To date, most of the efforts YouTube has cited publicly are about its recommendation engine, which promotes videos based on their content and viewer behavior. A spokeswoman said YouTube changed the algorithm for that system in 2016 to “focus on satisfaction.” They gauge this with “several factors,” including viewer surveys, how often people share clips and the “like” and “dislike” buttons on videos.

The two new metrics—tracking total time on site and “quality watch time”—influence a lot more than just YouTube recommendations, according to the people familiar with the plans, who asked not to be identified because the matter was private. The measurements also help dictate how YouTube surfaces videos in search results, runs ads, and pays the creators who make videos.

Deciding what is a “quality” video, or which clips are “responsible,” is difficult even for humans. YouTube is trying to pull off this feat with a combination of software and employees, making the task even harder. It’s a risky change. The video service generates most of its revenue through advertising and the business works best when as many people as possible are spending as much time as possible on YouTube. Hence executives’ obsession with engagement stats. Adding murkier metrics to the mix could crimp ad revenue growth.

Crowd-sourcing the identification of “responsible” videos is particularly tricky. Some popular YouTube stars, such as Logan Paul, upload clips that advertisers and critics see as troubling. But Paul’s fans spend millions of hours watching them. Loyal viewers typically click “like” and give glowing survey responses, particularly for stars. “At a certain point, people are preaching to the choir,” said Becca Lewis, a researcher at Stanford University who studies YouTube.

The YouTube channel Red Ice TV broadcasts political videos with a “pro-European perspective,” which critics label as promoting white supremacy. According to Lewis, there are more than 30 times more “likes” than “dislikes” on its five most recent videos. “If the ‘responsibility’ score is based purely on viewer feedback metrics, it is making an assumption that extremist content will be received negatively by its audience, which is very far from the reality,” she said.

Sometimes the opposite effect happens where viewers will pile on “dislikes” and submit negative survey responses in coordinated sabotage efforts. YouTube felt this pain acutely after the release of its own year-in-review video from December. Legions of viewers hit dislike on YouTube’s originally produced clip to register frustration with the company’s policies for creators.

YouTube declined to share details on how it uses metrics to rank and recommend videos. In a January blog post, the company said it was hiring human reviewers who would train its software based on guidelines that Google’s search business has used for years.
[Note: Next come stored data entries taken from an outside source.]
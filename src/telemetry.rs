use std::time::Instant;

use once_cell::sync::OnceCell;
use opentelemetry::{KeyValue, trace::TracerProvider as _};
use opentelemetry_otlp::{Protocol, WithExportConfig, WithTonicConfig};
use opentelemetry_sdk::{
    Resource,
    trace::{RandomIdGenerator, Sampler, SdkTracerProvider},
};
use opentelemetry_semantic_conventions::{
    SCHEMA_URL,
    attribute::{SERVICE_NAME, SERVICE_VERSION},
    resource::DEPLOYMENT_ENVIRONMENT_NAME,
};
use rocket::{
    Data, Orbit, Request, Response, Rocket,
    fairing::{Fairing, Info, Kind},
};
use tonic::metadata::MetadataMap;
use tracing::info_span;
use tracing_opentelemetry::OpenTelemetryLayer;
use tracing_subscriber::{layer::SubscriberExt, util::SubscriberInitExt};

static TRACER_PROVIDER: OnceCell<SdkTracerProvider> = OnceCell::new();

pub struct TelemetryFairing;

#[rocket::async_trait]
impl Fairing for TelemetryFairing {
    fn info(&self) -> Info {
        Info {
            name: "Telemetry",
            kind: Kind::Request | Kind::Response | Kind::Shutdown,
        }
    }

    async fn on_request(&self, request: &mut Request<'_>, _: &mut Data<'_>) {
        let method = request.method().to_string();
        let uri = request.uri().to_string();

        let start_time = Instant::now();

        let span = info_span!(
            "http_request",
            otel.name = format!("{} {}", method, uri),
            http.method = method,
            http.uri = uri,
            http.route = request.route().map(|r| r.uri.to_string()),
            http.status_code = tracing::field::Empty,
            http.duration_ms = tracing::field::Empty,
        );

        request.local_cache(|| (span, start_time));
    }

    async fn on_response<'r>(&self, request: &'r Request<'_>, response: &mut Response<'r>) {
        let (span, start_time) = request.local_cache(|| {
            let span = info_span!("http_request");
            (span, Instant::now())
        });

        let duration = start_time.elapsed();

        span.record("http.status_code", response.status().code as i64);
        span.record("http.duration_ms", duration.as_millis() as i64);

        let _entered = span.enter();
        tracing::info!(
            "Completed request in {}ms with status {}",
            duration.as_millis(),
            response.status().code
        );
    }

    async fn on_shutdown(&self, _rocket: &Rocket<Orbit>) {
        shutdown_telemetry();
    }
}

/// Installs the tracing subscriber: EnvFilter + fmt always, plus an OTLP
/// export layer when OTEL_EXPORTER_OTLP_ENDPOINT is configured.
pub fn init_tracing() {
    let env_filter = tracing_subscriber::EnvFilter::try_from_default_env()
        .unwrap_or_else(|_| tracing_subscriber::EnvFilter::new("info"));

    let registry = tracing_subscriber::registry()
        .with(env_filter)
        .with(tracing_subscriber::fmt::layer());

    match init_tracer_provider() {
        Some(tracer_provider) => {
            let tracer = tracer_provider.tracer(env!("CARGO_PKG_NAME"));
            let _ = TRACER_PROVIDER.set(tracer_provider);

            let _ = registry.with(OpenTelemetryLayer::new(tracer)).try_init();
        }
        None => {
            let _ = registry.try_init();
        }
    }
}

pub fn shutdown_telemetry() {
    if let Some(tracer_provider) = TRACER_PROVIDER.get() {
        if let Err(err) = tracer_provider.shutdown() {
            eprintln!("Failed to shut down tracer provider: {:?}", err);
        }
    }
}

fn resource() -> Resource {
    Resource::builder()
        .with_schema_url(
            [
                KeyValue::new(SERVICE_NAME, env!("CARGO_PKG_NAME")),
                KeyValue::new(SERVICE_VERSION, env!("CARGO_PKG_VERSION")),
                KeyValue::new(
                    DEPLOYMENT_ENVIRONMENT_NAME,
                    dotenvy::var("ROCKET_PROFILE").unwrap_or("development".to_string()),
                ),
            ],
            SCHEMA_URL,
        )
        .build()
}

fn init_tracer_provider() -> Option<SdkTracerProvider> {
    let endpoint = dotenvy::var("OTEL_EXPORTER_OTLP_ENDPOINT").ok()?;

    let mut metadata = MetadataMap::new();
    if let Ok(api_key) = dotenvy::var("HONEYCOMB_API_KEY") {
        if let Ok(value) = api_key.parse() {
            metadata.insert("x-honeycomb-team", value);
        }
    }

    let exporter = opentelemetry_otlp::SpanExporter::builder()
        .with_tonic()
        .with_endpoint(endpoint)
        .with_tls_config(tonic::transport::ClientTlsConfig::new().with_native_roots())
        .with_protocol(Protocol::Grpc)
        .with_metadata(metadata)
        .build()
        .ok()?;

    let tracer_provider = SdkTracerProvider::builder()
        .with_sampler(Sampler::AlwaysOn)
        .with_id_generator(RandomIdGenerator::default())
        .with_resource(resource())
        .with_batch_exporter(exporter)
        .build();

    Some(tracer_provider)
}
Changes to YouTube’s internal metrics also have long-lasting impacts for creators. Some channels lost millions of dollars in ad sales after YouTube stripped ads from videos it deemed questionable, a response to advertiser boycotts that began in March 2017. The producers of these channels complained that YouTube was too opaque about the changes, and punished videos that had no problematic content.

And the software YouTube uses to analyze these new metrics may not be good enough—despite Google’s prowess in artificial intelligence techniques such as computer vision and natural language processing. AI systems have not progressed enough to identify the intent of a video based on footage alone, said Reza Zadeh of Matroid, a company that sells software for analyzing video.
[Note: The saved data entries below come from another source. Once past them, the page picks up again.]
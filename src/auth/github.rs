use oauth2::basic::BasicClient;
use oauth2::url::Url;
use oauth2::{
    AuthUrl, AuthorizationCode, ClientId, ClientSecret, CsrfToken, EndpointNotSet, EndpointSet,
    RedirectUrl, Scope, TokenResponse, TokenUrl,
};
use once_cell::sync::Lazy;
use rocket::http::{Cookie, CookieJar, SameSite};
use serde::Deserialize;
use tracing::info;

use crate::error::AppError;

const GITHUB_AUTH_URL: &str = "https://github.com/login/oauth/authorize";
const GITHUB_TOKEN_URL: &str = "https://github.com/login/oauth/access_token";
const GITHUB_USER_API: &str = "https://api.github.com/user";

const OAUTH_CSRF_COOKIE: &str = "oauth_csrf_token";

type GitHubClient =
    BasicClient<EndpointSet, EndpointNotSet, EndpointNotSet, EndpointNotSet, EndpointSet>;

// Redirects stay disabled so the token endpoint cannot bounce us anywhere.
static HTTP_CLIENT: Lazy<reqwest::Client> = Lazy::new(|| {
    reqwest::Client::builder()
        .redirect(reqwest::redirect::Policy::none())
        .build()
        .expect("Failed to construct HTTP client")
});

/// The provider-supplied identity used to link or create a local user.
#[derive(Debug, Clone, Deserialize)]
pub struct GitHubProfile {
    pub id: u64,
    pub login: String,
}

/// GitHub OAuth app credentials, explicitly constructed from the environment
/// and managed as Rocket state.
#[derive(Debug, Clone)]
pub struct GitHubOauth {
    client_id: String,
    client_secret: String,
    callback_url: String,
}

impl GitHubOauth {
    pub fn from_env() -> Self {
        Self {
            client_id: dotenvy::var("GITHUB_CLIENT_ID").unwrap_or_default(),
            client_secret: dotenvy::var("GITHUB_CLIENT_SECRET").unwrap_or_default(),
            callback_url: dotenvy::var("GITHUB_CALLBACK_URL").unwrap_or_else(|_| {
                "http://localhost:8000/api/auth/github/callback".to_string()
            }),
        }
    }

    fn client(&self) -> Result<GitHubClient, AppError> {
        let client = BasicClient::new(ClientId::new(self.client_id.clone()))
            .set_client_secret(ClientSecret::new(self.client_secret.clone()))
            .set_auth_uri(AuthUrl::new(GITHUB_AUTH_URL.to_string()).map_err(url_error)?)
            .set_token_uri(TokenUrl::new(GITHUB_TOKEN_URL.to_string()).map_err(url_error)?)
            .set_redirect_uri(RedirectUrl::new(self.callback_url.clone()).map_err(url_error)?);

        Ok(client)
    }

    /// Builds the consent-page URL and the CSRF state that must round-trip
    /// through the provider.
    pub fn authorize_url(&self) -> Result<(Url, CsrfToken), AppError> {
        let (url, csrf_token) = self
            .client()?
            .authorize_url(CsrfToken::new_random)
            .add_scope(Scope::new("user:email".to_string()))
            .url();

        Ok((url, csrf_token))
    }

    /// Exchanges the callback code for an access token.
    pub async fn exchange_code(&self, code: String) -> Result<String, AppError> {
        let token = self
            .client()?
            .exchange_code(AuthorizationCode::new(code))
            .request_async(&*HTTP_CLIENT)
            .await
            .map_err(|err| {
                AppError::ExternalService(format!("GitHub token exchange failed: {}", err))
            })?;

        info!("Exchanged GitHub authorization code");
        Ok(token.access_token().secret().clone())
    }

    /// Fetches the authenticated GitHub profile for the access token.
    pub async fn fetch_profile(&self, access_token: &str) -> Result<GitHubProfile, AppError> {
        let profile = HTTP_CLIENT
            .get(GITHUB_USER_API)
            .bearer_auth(access_token)
            // GitHub rejects requests without a User-Agent
            .header("User-Agent", "practice-tracker")
            .header("Accept", "application/vnd.github+json")
            .send()
            .await
            .map_err(profile_error)?
            .error_for_status()
            .map_err(profile_error)?
            .json::<GitHubProfile>()
            .await
            .map_err(profile_error)?;

        info!(login = %profile.login, "Fetched GitHub profile");
        Ok(profile)
    }
}

fn url_error(err: oauth2::url::ParseError) -> AppError {
    AppError::Internal(format!("Invalid OAuth endpoint URL: {}", err))
}

fn profile_error(err: reqwest::Error) -> AppError {
    AppError::ExternalService(format!("GitHub profile fetch failed: {}", err))
}

/// Holds the CSRF state across the provider redirect. Short-lived on purpose.
pub fn store_csrf_cookie(cookies: &CookieJar<'_>, csrf_token: &CsrfToken) {
    let cookie = Cookie::build((OAUTH_CSRF_COOKIE, csrf_token.secret().clone()))
        .http_only(true)
        .same_site(SameSite::Lax)
        .max_age(rocket::time::Duration::minutes(15));

    cookies.add_private(cookie);
}

/// Removes and returns the stored CSRF state, if any. One shot per flow.
pub fn take_csrf_cookie(cookies: &CookieJar<'_>) -> Option<String> {
    let value = cookies
        .get_private(OAUTH_CSRF_COOKIE)
        .map(|c| c.value().to_string());

    cookies.remove_private(Cookie::build(OAUTH_CSRF_COOKIE));

    value
}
Current video analysis software can find every video that shows or discusses the moon landing. It struggles with immediately deciphering if the video is questioning the landing or spouting other untruths, according to Zadeh, who worked on Google’s automated translation service as a research intern more than a decade ago.

“In general, we’re very good at detecting nouns using computer vision,” said Zadeh. “But we suck at verbs and adjectives.”

A YouTube spokeswoman said the company now relies on people to review these nuances, but declined to say how many workers are dedicated to the task.